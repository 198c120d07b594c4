//! Server lifecycle
//!
//! Wires the cache, the stats collector, the worker pool and the HTTP
//! acceptor together, and tears them down in order on shutdown.

use std::io;
use std::net::SocketAddr;
use std::sync::Arc;

use tokio::net::TcpListener;
use tokio::sync::{oneshot, watch};
use tokio::task::JoinHandle;
use tracing::{error, info, warn};

use crate::api::{create_router, AppState};
use crate::backend::StoreConnector;
use crate::cache::{Cache, StatsCollector, StatsSnapshot};
use crate::config::Config;
use crate::dispatch::WorkerPool;
use crate::error::{Result, ServerError};
use crate::tasks::spawn_stats_reporter;

// == Shutdown Handle ==
/// Cloneable shutdown signal.
///
/// Signal handlers, tests and embedding code all trigger shutdown through
/// this handle instead of reaching into the server.
#[derive(Clone, Debug)]
pub struct ShutdownHandle {
    tx: Arc<watch::Sender<bool>>,
}

impl ShutdownHandle {
    pub fn new() -> Self {
        let (tx, _rx) = watch::channel(false);
        Self { tx: Arc::new(tx) }
    }

    /// Requests shutdown. Idempotent.
    pub fn trigger(&self) {
        self.tx.send_replace(true);
    }

    pub fn is_triggered(&self) -> bool {
        *self.tx.borrow()
    }

    /// Resolves once shutdown has been requested.
    pub async fn wait(&self) {
        let mut rx = self.tx.subscribe();
        // The sender lives in `self`, so the channel cannot close here
        let _ = rx.wait_for(|triggered| *triggered).await;
    }
}

impl Default for ShutdownHandle {
    fn default() -> Self {
        Self::new()
    }
}

// == Lifecycle ==
#[derive(Debug, Clone, Copy, PartialEq, Eq)]
pub enum Lifecycle {
    Stopped,
    Running,
    Stopping,
}

/// Everything owned by a started server.
struct RunningServer {
    addr: SocketAddr,
    pool: WorkerPool,
    stats: Arc<StatsCollector>,
    serve: JoinHandle<io::Result<()>>,
    stop_acceptor: oneshot::Sender<()>,
    reporter: Option<JoinHandle<()>>,
}

// == Server ==
/// The key-value server.
///
/// `start` brings up workers (each with its own store connection) before the
/// listener accepts anything; `stop` stops the acceptor, drains the queue,
/// joins the workers and reports final stats.
pub struct Server {
    config: Config,
    connector: Arc<dyn StoreConnector>,
    shutdown: ShutdownHandle,
    state: Lifecycle,
    running: Option<RunningServer>,
}

impl Server {
    pub fn new(config: Config, connector: Arc<dyn StoreConnector>, shutdown: ShutdownHandle) -> Self {
        Self {
            config,
            connector,
            shutdown,
            state: Lifecycle::Stopped,
            running: None,
        }
    }

    pub fn state(&self) -> Lifecycle {
        self.state
    }

    /// Address the acceptor is bound to, while running.
    pub fn local_addr(&self) -> Option<SocketAddr> {
        self.running.as_ref().map(|running| running.addr)
    }

    /// Current counters, while running.
    pub fn stats(&self) -> Option<StatsSnapshot> {
        self.running.as_ref().map(|running| running.stats.snapshot())
    }

    /// Binds the listener, spawns the worker pool and starts accepting.
    ///
    /// On failure nothing is left running and the server stays `Stopped`.
    pub async fn start(&mut self) -> Result<SocketAddr> {
        if self.state != Lifecycle::Stopped {
            return Err(ServerError::AlreadyRunning);
        }
        self.config.validate()?;
        if self.shutdown.is_triggered() {
            return Err(ServerError::ShutdownRequested);
        }

        let bind_addr = self.config.listen_addr();
        let listener = TcpListener::bind(bind_addr)
            .await
            .map_err(|source| ServerError::Bind {
                addr: bind_addr,
                source,
            })?;
        let addr = listener.local_addr().map_err(|source| ServerError::Bind {
            addr: bind_addr,
            source,
        })?;

        let cache = Arc::new(Cache::new(self.config.cache_capacity));
        let stats = Arc::new(StatsCollector::new());

        // Store connections may block, so the pool is brought up off the runtime
        let pool = {
            let connector = Arc::clone(&self.connector);
            let cache = Arc::clone(&cache);
            let stats = Arc::clone(&stats);
            let (workers, depth) = (self.config.worker_threads, self.config.queue_depth);
            tokio::task::spawn_blocking(move || {
                WorkerPool::spawn(workers, depth, connector.as_ref(), cache, stats)
            })
            .await
            .map_err(|err| ServerError::Spawn(io::Error::new(io::ErrorKind::Other, err)))??
        };

        let app = create_router(AppState::new(pool.dispatcher(), Arc::clone(&stats), cache));

        let (stop_acceptor, stop_rx) = oneshot::channel::<()>();
        let external = self.shutdown.clone();
        let serve = tokio::spawn(async move {
            axum::serve(listener, app)
                .with_graceful_shutdown(async move {
                    tokio::select! {
                        _ = external.wait() => {}
                        _ = stop_rx => {}
                    }
                })
                .await
        });

        let reporter = (self.config.stats_interval > 0)
            .then(|| spawn_stats_reporter(Arc::clone(&stats), self.config.stats_interval));

        info!("Server listening on http://{}", addr);

        self.running = Some(RunningServer {
            addr,
            pool,
            stats,
            serve,
            stop_acceptor,
            reporter,
        });
        self.state = Lifecycle::Running;

        Ok(addr)
    }

    /// Stops the server and returns the final counters.
    ///
    /// Returns `None` if the server was not running.
    pub async fn stop(&mut self) -> Option<StatsSnapshot> {
        let running = self.running.take()?;
        self.state = Lifecycle::Stopping;
        info!("Stopping server on {}", running.addr);

        // Stop accepting; in-flight HTTP requests finish first
        let _ = running.stop_acceptor.send(());
        match running.serve.await {
            Ok(Ok(())) => {}
            Ok(Err(err)) => error!("Acceptor terminated with error: {}", err),
            Err(err) => error!("Acceptor task failed: {}", err),
        }

        // Drain queued jobs and release every store connection
        let pool = running.pool;
        if let Err(err) = tokio::task::spawn_blocking(move || pool.join()).await {
            warn!("Worker pool shutdown failed: {}", err);
        }

        if let Some(reporter) = running.reporter {
            reporter.abort();
        }

        let snapshot = running.stats.snapshot();
        info!(
            total_requests = snapshot.total_requests,
            cache_hits = snapshot.cache_hits,
            cache_misses = snapshot.cache_misses,
            hit_rate = snapshot.hit_rate,
            "Server stopped"
        );

        self.state = Lifecycle::Stopped;
        Some(snapshot)
    }
}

....................

The word "crate" appears in some lines above. Return every one of those lines.

**EXERCISE RESPONSE**
use crate::api::{create_router, AppState};
use crate::backend::StoreConnector;
use crate::cache::{Cache, StatsCollector, StatsSnapshot};
use crate::config::Config;
use crate::dispatch::WorkerPool;
use crate::error::{Result, ServerError};
use crate::tasks::spawn_stats_reporter;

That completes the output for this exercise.